Show each line in the listing below that contains the word "Compression".

=== Begin Enclosure ===

//! Readers for the ranked reference datasets consulted by the merge.
//!
//! Each reader turns its file into [`Candidate`] rows in file order; the
//! merge decides which candidate wins.

mod geography;
mod manual;
mod naptan;
mod osm;

use std::fs::File;
use std::io::{BufRead, BufReader, Read};
use std::path::Path;

use anyhow::{Context, Result};
use csv::ReaderBuilder;
use flate2::read::GzDecoder;
use serde::de::DeserializeOwned;
use tracing::info;

use crate::models::SourceType;

pub use geography::{foi_candidates, read_foi, BplanRow, BplanTable};
pub use manual::{
    read_overlaps, read_overrides, read_tiploc_map, tiploc_map_candidates, OverlapRow,
    OverrideRow, TiplocMapRow,
};
pub use naptan::NaptanTable;
pub use osm::osm_candidates;

/// A proposed location for a TIPLOC from one source
#[derive(Debug, Clone, PartialEq)]
pub struct Candidate {
    pub tiploc: String,
    pub source: SourceType,
    pub description: Option<String>,
    pub location: Option<String>,
}

/// Open a file for reading, decompressing `.gz` files on the fly
pub fn open_reader(path: &Path) -> Result<Box<dyn Read>> {
    let file =
        File::open(path).with_context(|| format!("Failed to open {}", path.display()))?;
    let reader: Box<dyn Read> = if path.extension().map_or(false, |e| e == "gz") {
        Box::new(GzDecoder::new(file))
    } else {
        Box::new(file)
    };
    Ok(reader)
}

/// Read line-delimited JSON, skipping blank lines
pub fn read_jsonl<T: DeserializeOwned>(path: &Path) -> Result<Vec<T>> {
    let reader = BufReader::new(open_reader(path)?);
    let mut rows = Vec::new();
    for (idx, line) in reader.lines().enumerate() {
        let line = line?;
        if line.trim().is_empty() {
            continue;
        }
        let row = serde_json::from_str(&line)
            .with_context(|| format!("{}:{}: invalid JSON row", path.display(), idx + 1))?;
        rows.push(row);
    }
    info!("Read {} rows from {}", rows.len(), path.display());
    Ok(rows)
}

/// Read a tab-separated file with a header row
pub fn read_tsv<T: DeserializeOwned>(path: &Path) -> Result<Vec<T>> {
    let mut csv_reader = ReaderBuilder::new()
        .has_headers(true)
        .delimiter(b'\t')
        .flexible(true)
        .from_reader(open_reader(path)?);

    let mut rows = Vec::new();
    for (idx, result) in csv_reader.deserialize().enumerate() {
        let row: T =
            result.with_context(|| format!("{}: bad row {}", path.display(), idx + 2))?;
        rows.push(row);
    }
    info!("Read {} rows from {}", rows.len(), path.display());
    Ok(rows)
}

/// Trimmed text, `None` when empty
pub(crate) fn non_empty(text: Option<String>) -> Option<String> {
    text.map(|t| t.trim().to_string()).filter(|t| !t.is_empty())
}

#[cfg(test)]
mod tests {
    use super::*;
    use flate2::write::GzEncoder;
    use flate2::Compression;
    use serde::Deserialize;
    use std::io::Write;

    #[derive(Debug, Deserialize, PartialEq)]
    struct Pair {
        a: String,
        b: Option<String>,
    }

    #[test]
    fn test_read_jsonl_gz() {
        let dir = tempfile::tempdir().unwrap();
        let path = dir.path().join("rows.jsonl.gz");
        let mut encoder = GzEncoder::new(File::create(&path).unwrap(), Compression::default());
        encoder
            .write_all(b"{\"a\": \"x\", \"b\": \"y\"}\n\n{\"a\": \"z\"}")
            .unwrap();
        encoder.finish().unwrap();

        let rows: Vec<Pair> = read_jsonl(&path).unwrap();
        assert_eq!(
            rows,
            vec![
                Pair { a: "x".into(), b: Some("y".into()) },
                Pair { a: "z".into(), b: None },
            ]
        );
    }

    #[test]
    fn test_read_tsv_empty_fields_are_none() {
        let mut file = tempfile::NamedTempFile::new().unwrap();
        writeln!(file, "a\tb\tignored").unwrap();
        writeln!(file, "x\t\t1").unwrap();
        writeln!(file, "y\tz\t2").unwrap();
        let rows: Vec<Pair> = read_tsv(file.path()).unwrap();
        assert_eq!(rows[0], Pair { a: "x".into(), b: None });
        assert_eq!(rows[1], Pair { a: "y".into(), b: Some("z".into()) });
    }
}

=== End Enclosure ===

Written response ::
    use flate2::Compression;
        let mut encoder = GzEncoder::new(File::create(&path).unwrap(), Compression::default());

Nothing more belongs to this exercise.